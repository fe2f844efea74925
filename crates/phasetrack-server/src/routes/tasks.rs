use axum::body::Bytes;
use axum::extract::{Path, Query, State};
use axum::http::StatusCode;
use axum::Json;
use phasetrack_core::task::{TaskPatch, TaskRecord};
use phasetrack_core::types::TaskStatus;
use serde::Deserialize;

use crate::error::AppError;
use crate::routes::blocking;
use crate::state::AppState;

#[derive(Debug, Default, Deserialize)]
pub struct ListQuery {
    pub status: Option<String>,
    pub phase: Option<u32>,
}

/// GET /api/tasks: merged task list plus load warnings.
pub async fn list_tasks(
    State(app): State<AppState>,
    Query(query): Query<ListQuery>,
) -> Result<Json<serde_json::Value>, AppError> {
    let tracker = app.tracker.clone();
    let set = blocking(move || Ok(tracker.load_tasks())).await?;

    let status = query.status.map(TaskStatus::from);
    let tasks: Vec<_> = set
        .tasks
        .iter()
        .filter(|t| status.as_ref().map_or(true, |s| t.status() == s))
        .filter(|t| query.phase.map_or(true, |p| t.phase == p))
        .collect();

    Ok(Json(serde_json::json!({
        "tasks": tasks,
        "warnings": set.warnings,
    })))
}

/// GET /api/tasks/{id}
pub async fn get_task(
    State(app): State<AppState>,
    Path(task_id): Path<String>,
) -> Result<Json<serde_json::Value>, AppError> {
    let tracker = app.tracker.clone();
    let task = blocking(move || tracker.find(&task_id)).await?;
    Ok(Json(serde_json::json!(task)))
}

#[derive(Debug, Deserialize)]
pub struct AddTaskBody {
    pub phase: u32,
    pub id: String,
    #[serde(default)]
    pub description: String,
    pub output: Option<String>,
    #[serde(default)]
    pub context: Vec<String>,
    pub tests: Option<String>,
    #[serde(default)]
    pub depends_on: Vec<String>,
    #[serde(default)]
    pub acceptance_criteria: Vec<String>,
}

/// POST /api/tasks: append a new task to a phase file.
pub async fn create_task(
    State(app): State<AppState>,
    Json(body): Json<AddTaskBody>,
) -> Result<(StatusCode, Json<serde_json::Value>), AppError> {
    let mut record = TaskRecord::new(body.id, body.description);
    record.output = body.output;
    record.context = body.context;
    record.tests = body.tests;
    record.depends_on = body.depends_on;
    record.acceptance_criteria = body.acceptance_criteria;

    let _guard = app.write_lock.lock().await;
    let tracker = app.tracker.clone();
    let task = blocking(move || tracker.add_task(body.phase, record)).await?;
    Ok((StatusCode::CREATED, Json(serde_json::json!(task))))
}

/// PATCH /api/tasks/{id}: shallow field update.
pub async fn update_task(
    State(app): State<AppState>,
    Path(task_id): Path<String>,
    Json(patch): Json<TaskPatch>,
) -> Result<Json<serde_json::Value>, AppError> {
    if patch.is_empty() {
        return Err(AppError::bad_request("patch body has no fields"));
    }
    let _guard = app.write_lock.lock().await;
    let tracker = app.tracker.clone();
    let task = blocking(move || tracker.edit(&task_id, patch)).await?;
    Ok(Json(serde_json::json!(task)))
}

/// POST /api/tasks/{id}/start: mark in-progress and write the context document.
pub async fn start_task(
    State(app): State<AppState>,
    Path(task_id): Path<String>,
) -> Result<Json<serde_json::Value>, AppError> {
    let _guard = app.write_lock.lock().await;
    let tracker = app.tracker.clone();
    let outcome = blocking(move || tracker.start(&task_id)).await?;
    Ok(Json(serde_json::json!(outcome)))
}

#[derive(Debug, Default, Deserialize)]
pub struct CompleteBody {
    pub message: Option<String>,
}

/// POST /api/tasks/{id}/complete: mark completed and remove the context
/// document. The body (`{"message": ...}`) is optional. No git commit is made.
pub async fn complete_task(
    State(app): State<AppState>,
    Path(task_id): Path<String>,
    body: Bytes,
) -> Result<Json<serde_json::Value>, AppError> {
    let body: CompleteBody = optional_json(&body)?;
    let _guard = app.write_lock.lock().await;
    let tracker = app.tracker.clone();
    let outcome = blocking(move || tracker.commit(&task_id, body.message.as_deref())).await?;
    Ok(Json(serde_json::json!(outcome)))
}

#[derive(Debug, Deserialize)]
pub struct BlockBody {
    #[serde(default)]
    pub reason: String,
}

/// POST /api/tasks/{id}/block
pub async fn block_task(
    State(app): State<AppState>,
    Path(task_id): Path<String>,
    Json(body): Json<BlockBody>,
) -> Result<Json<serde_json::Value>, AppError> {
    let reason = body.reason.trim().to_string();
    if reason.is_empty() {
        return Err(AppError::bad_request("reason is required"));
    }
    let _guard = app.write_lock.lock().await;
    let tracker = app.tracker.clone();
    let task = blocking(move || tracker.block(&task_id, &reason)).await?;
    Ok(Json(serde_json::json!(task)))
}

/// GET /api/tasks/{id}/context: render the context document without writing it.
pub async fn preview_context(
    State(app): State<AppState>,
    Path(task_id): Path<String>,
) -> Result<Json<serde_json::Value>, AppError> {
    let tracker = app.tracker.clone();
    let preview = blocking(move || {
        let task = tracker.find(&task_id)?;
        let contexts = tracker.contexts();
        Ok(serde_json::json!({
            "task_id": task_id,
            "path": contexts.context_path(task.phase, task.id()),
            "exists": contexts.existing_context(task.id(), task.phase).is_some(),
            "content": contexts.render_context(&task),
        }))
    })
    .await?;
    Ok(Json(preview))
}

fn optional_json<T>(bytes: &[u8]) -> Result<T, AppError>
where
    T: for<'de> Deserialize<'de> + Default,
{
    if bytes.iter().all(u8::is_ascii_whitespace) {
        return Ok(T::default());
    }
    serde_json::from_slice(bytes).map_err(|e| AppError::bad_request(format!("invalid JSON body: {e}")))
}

━━━━━━━━━━━━━━━━━━━━━━━━━━━━━━

Every line of the material that holds "commit" should be copied out as the answer.

▸ **Answer below**
/// document. The body (`{"message": ...}`) is optional. No git commit is made.
    let outcome = blocking(move || tracker.commit(&task_id, body.message.as_deref())).await?;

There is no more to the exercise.